Jaime se metió al servicio militar para superar el trauma. Estuvo un año con psicólogo y durante meses no fue capaz de subirse a un vehículo. "Mi mamá murió el año 77, me quedé solo y yo quería olvidar un poco eso. Le conté al comandante y le dije que era lo único que necesitaba para tirar para arriba. El comandante me dijo 'no vas a tener tiempo ni siquiera para pensar en tu polola'", cuenta.
El sobreviviente de los 80 heridos de esos Flecha Norte cuenta que años después tuvo otro accidente cuando quiso hacer dedo para venir a Antofagasta. Antes de llegar a Coquimbo, el Subaru que lo llevó se volcó en la carretera. Emocionado, Jaime Aburto hace una pausa en la conversación y agradece que se hayan acordado de él.

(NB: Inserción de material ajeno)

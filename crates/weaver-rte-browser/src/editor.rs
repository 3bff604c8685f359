//! A core `Editor` wired to a live page.
//!
//! `BrowserEditor` builds the scaffold, hands the elements to the core
//! controller, and installs the DOM listeners that drive it. The controller
//! sits in a `RefCell` shared with the listeners.
//!
//! `document.execCommand` dispatches `input` synchronously, so listeners can
//! fire while a command is still running. Listener callbacks therefore never
//! wait on the controller: if it is busy the event is dropped (the running
//! command syncs the field itself).

use std::cell::{Cell, RefCell};
use std::rc::{Rc, Weak};

use gloo_events::{EventListener, EventListenerOptions};
use gloo_timers::callback::Timeout;
use wasm_bindgen::JsCast;
use web_sys::{Element, HtmlElement, KeyboardEvent, Node};
use weaver_rte_core::{
    Editor, EditorConfig, EditorParts, EditorPlatform, FieldSink, KeydownResult, Mode,
    NameSequence, SyncTicket, focus_target, resolve_name,
};

use crate::dom;
use crate::error::{EditorError, Result};
use crate::events::key_combo_from_event;
use crate::formatter::GlobalFormatter;
use crate::host::BrowserHost;
use crate::scaffold::{HostElement, Scaffold};
use crate::views::{BackingField, RenderedPane, SourcePane, StatusBar, ToolbarButton};

pub struct BrowserPlatform;

impl EditorPlatform for BrowserPlatform {
    type Host = BrowserHost;
    type Rendered = RenderedPane;
    type Source = SourcePane;
    type Field = BackingField;
    type Status = StatusBar;
    type Button = ToolbarButton;
}

pub type BrowserController = Editor<BrowserPlatform>;

type ModeObserver = Box<dyn FnMut(Mode)>;

/// State shared between the public handle and the DOM listeners.
struct Shared {
    editor: RefCell<BrowserController>,
    mode: Cell<Mode>,
    /// Mode changes not yet delivered to `observers`.
    mode_events: Rc<RefCell<Vec<Mode>>>,
    observers: RefCell<Vec<ModeObserver>>,
    dispatching: Cell<bool>,
    sync_timer: RefCell<Option<Timeout>>,
    sync_delay_ms: u32,
}

impl Shared {
    /// Run `f` against the controller unless it is already borrowed, then
    /// deliver any mode changes it produced.
    fn with_editor<R>(&self, f: impl FnOnce(&mut BrowserController) -> R) -> Option<R> {
        let result = match self.editor.try_borrow_mut() {
            Ok(mut editor) => Some(f(&mut editor)),
            Err(_) => {
                tracing::trace!(target: "weaver::browser", "controller busy, event dropped");
                None
            }
        };
        self.dispatch_mode_events();
        result
    }

    fn dispatch_mode_events(&self) {
        if self.dispatching.get() || self.editor.try_borrow_mut().is_err() {
            return;
        }
        self.dispatching.set(true);
        loop {
            let events = std::mem::take(&mut *self.mode_events.borrow_mut());
            if events.is_empty() {
                break;
            }
            // Observers may subscribe more observers; keep those too.
            let mut observers = std::mem::take(&mut *self.observers.borrow_mut());
            for mode in events {
                for observer in observers.iter_mut() {
                    observer(mode);
                }
            }
            let mut slot = self.observers.borrow_mut();
            let added = std::mem::replace(&mut *slot, observers);
            slot.extend(added);
        }
        self.dispatching.set(false);
    }
}

fn schedule_sync(shared: &Rc<Shared>) {
    let Some(Some(ticket)) = shared.with_editor(|editor| editor.handle_input()) else {
        return;
    };
    let weak = Rc::downgrade(shared);
    let timeout = Timeout::new(shared.sync_delay_ms, move || flush_sync(&weak, ticket));
    // Replacing the previous timeout cancels it.
    *shared.sync_timer.borrow_mut() = Some(timeout);
}

fn flush_sync(shared: &Weak<Shared>, ticket: SyncTicket) {
    if let Some(shared) = shared.upgrade() {
        shared.with_editor(|editor| editor.flush_sync(ticket));
    }
}

/// An editor attached to a page element.
pub struct BrowserEditor {
    shared: Rc<Shared>,
    scaffold: Scaffold,
    name: String,
    listeners: Vec<EventListener>,
}

impl BrowserEditor {
    /// Attach to the first element matching `selector`.
    pub fn attach_selector(
        selector: &str,
        config: EditorConfig,
        names: &mut NameSequence,
    ) -> Result<Self> {
        let document = dom::document()?;
        let target = dom::find_target(&document, selector)?;
        Self::attach(target, config, names)
    }

    /// Attach to `target`, replacing or hiding it.
    ///
    /// Without a configured formatter, `window.Formatter.format` is used
    /// when the page defines it.
    pub fn attach(target: Element, config: EditorConfig, names: &mut NameSequence) -> Result<Self> {
        let window = dom::window()?;
        let document = window.document().ok_or(EditorError::NoDocument)?;

        let host = HostElement::from_element(target)?;
        let name = resolve_name(config.name.as_deref(), &host.name_hints(), names);
        let initial = host.initial_markup();
        let config = match config.formatter {
            Some(_) => config,
            None => config.formatter(GlobalFormatter),
        };
        let sync_delay_ms = u32::try_from(config.sync_delay.as_millis()).unwrap_or(u32::MAX);

        let scaffold = Scaffold::build(&document, host, &name)?;
        let parts = EditorParts {
            host: BrowserHost::new(window, &document, scaffold.rendered.clone())?,
            rendered: RenderedPane(scaffold.rendered.clone()),
            source: SourcePane(scaffold.source.clone()),
            field: BackingField(scaffold.field.clone()),
            status: StatusBar {
                char_count: scaffold.char_count.clone(),
                live: scaffold.live.clone(),
            },
        };

        let mut editor = Editor::new(name.clone(), parts, config, &initial);
        for (control, button) in &scaffold.buttons {
            editor.bind_control(*control, ToolbarButton(button.clone()));
        }

        let mode_events = Rc::new(RefCell::new(Vec::new()));
        let shared = Rc::new(Shared {
            mode: Cell::new(editor.mode()),
            editor: RefCell::new(editor),
            mode_events: mode_events.clone(),
            observers: RefCell::new(Vec::new()),
            dispatching: Cell::new(false),
            sync_timer: RefCell::new(None),
            sync_delay_ms,
        });
        {
            let weak = Rc::downgrade(&shared);
            shared.editor.borrow_mut().subscribe_mode(move |mode| {
                if let Some(shared) = weak.upgrade() {
                    shared.mode.set(mode);
                }
                mode_events.borrow_mut().push(mode);
            });
        }

        let listeners = install_listeners(&shared, &scaffold);
        tracing::info!(target: "weaver::browser", name = %name, "editor attached");

        Ok(Self {
            shared,
            scaffold,
            name,
            listeners,
        })
    }

    /// Resolved backing-field name.
    pub fn name(&self) -> &str {
        &self.name
    }

    pub fn mode(&self) -> Mode {
        self.shared.mode.get()
    }

    /// Current backing-field value.
    pub fn value(&self) -> String {
        BackingField(self.scaffold.field.clone()).value()
    }

    pub fn is_attached(&self) -> bool {
        self.shared
            .editor
            .try_borrow()
            .map(|editor| editor.is_attached())
            .unwrap_or(true)
    }

    pub fn scaffold(&self) -> &Scaffold {
        &self.scaffold
    }

    pub fn set_mode(&self, mode: Mode) -> bool {
        self.shared
            .with_editor(|editor| editor.set_mode(mode))
            .unwrap_or(false)
    }

    pub fn toggle_mode(&self) -> Mode {
        self.shared
            .with_editor(|editor| editor.toggle_mode())
            .unwrap_or_else(|| self.mode())
    }

    /// Run a command by name. Unknown names return `false`.
    pub fn exec(&self, name: &str) -> bool {
        self.shared
            .with_editor(|editor| editor.exec_named(name))
            .unwrap_or(false)
    }

    /// Register an observer for mode changes.
    pub fn on_mode_change(&self, observer: impl FnMut(Mode) + 'static) {
        self.shared.observers.borrow_mut().push(Box::new(observer));
    }

    /// Final sync, then restore the page. Returns the final value, or `None`
    /// if the editor was already destroyed.
    ///
    /// A container host is switched back to visual mode first, so the markup
    /// copied into it matches the returned value.
    pub fn destroy(&mut self) -> Option<String> {
        self.shared.sync_timer.borrow_mut().take();
        if !self.scaffold.host().is_textarea() {
            self.set_mode(Mode::Visual);
        }
        let value = self.shared.with_editor(|editor| editor.destroy()).flatten()?;
        self.listeners.clear();
        self.scaffold.teardown();
        tracing::info!(target: "weaver::browser", name = %self.name, "editor destroyed");
        Some(value)
    }
}

fn install_listeners(shared: &Rc<Shared>, scaffold: &Scaffold) -> Vec<EventListener> {
    let mut listeners = Vec::new();
    let rendered: &HtmlElement = &scaffold.rendered;

    for (control, button) in &scaffold.buttons {
        let control = *control;
        let weak = Rc::downgrade(shared);
        listeners.push(EventListener::new(button, "click", move |_| {
            if let Some(shared) = weak.upgrade() {
                shared.with_editor(|editor| editor.activate(control));
            }
        }));
    }

    let buttons: Vec<HtmlElement> = scaffold.buttons.iter().map(|(_, b)| b.clone()).collect();
    listeners.push(EventListener::new_with_options(
        &scaffold.toolbar,
        "keydown",
        EventListenerOptions::enable_prevent_default(),
        move |event| {
            let Some(event) = event.dyn_ref::<KeyboardEvent>() else {
                return;
            };
            let Some(active) = dom::document().ok().and_then(|d| d.active_element()) else {
                return;
            };
            let active: &Node = &active;
            let Some(current) = buttons.iter().position(|b| b.is_same_node(Some(active))) else {
                return;
            };
            let key = key_combo_from_event(event).key;
            if let Some(next) = focus_target(buttons.len(), current, &key) {
                let _ = buttons[next].focus();
                event.prevent_default();
            }
        },
    ));

    let source: &HtmlElement = &scaffold.source;
    for target in [rendered, source] {
        let weak = Rc::downgrade(shared);
        listeners.push(EventListener::new(target, "input", move |_| {
            if let Some(shared) = weak.upgrade() {
                schedule_sync(&shared);
            }
        }));
    }

    for event_type in ["keyup", "mouseup"] {
        let weak = Rc::downgrade(shared);
        listeners.push(EventListener::new(rendered, event_type, move |_| {
            if let Some(shared) = weak.upgrade() {
                shared.with_editor(|editor| editor.handle_selection_change());
            }
        }));
    }

    let weak = Rc::downgrade(shared);
    listeners.push(EventListener::new_with_options(
        rendered,
        "keydown",
        EventListenerOptions::enable_prevent_default(),
        move |event| {
            let Some(event) = event.dyn_ref::<KeyboardEvent>() else {
                return;
            };
            let Some(shared) = weak.upgrade() else {
                return;
            };
            let combo = key_combo_from_event(event);
            if shared.with_editor(|editor| editor.handle_keydown(&combo))
                == Some(KeydownResult::Handled)
            {
                event.prevent_default();
            }
        },
    ));

    listeners
}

Durante semanas, los medios de prensa nacionales e internacionales dieron hasta el último detalle de esa triste tarde del 12 de marzo de 1973, una tragedia que el norte nunca olvidará. "Cada objeto diseminado en la carretera llamaba a reflexionar", comenzaba una crónica de "La Estrella del Norte" al día siguiente. "Una mamadera con algo de leche, un guante, un zapato de niño, un tejido a medio terminar. Empapado en sangre, un ejemplar de la revista cómica 'Condorito'. ¿A quien pertenecía?. Tal vez su dueño rió de buena gana con las ocurrencias del popular personaje que le hacía acortar el camino".
Jaime se asombra a 43 años de escritas esas palabras que en todo este tiempo nunca leyó y que hoy se guardan en los archivos de prensa.
-Yo me bajé en Baquedano a comprarme ese Condorito...- dice.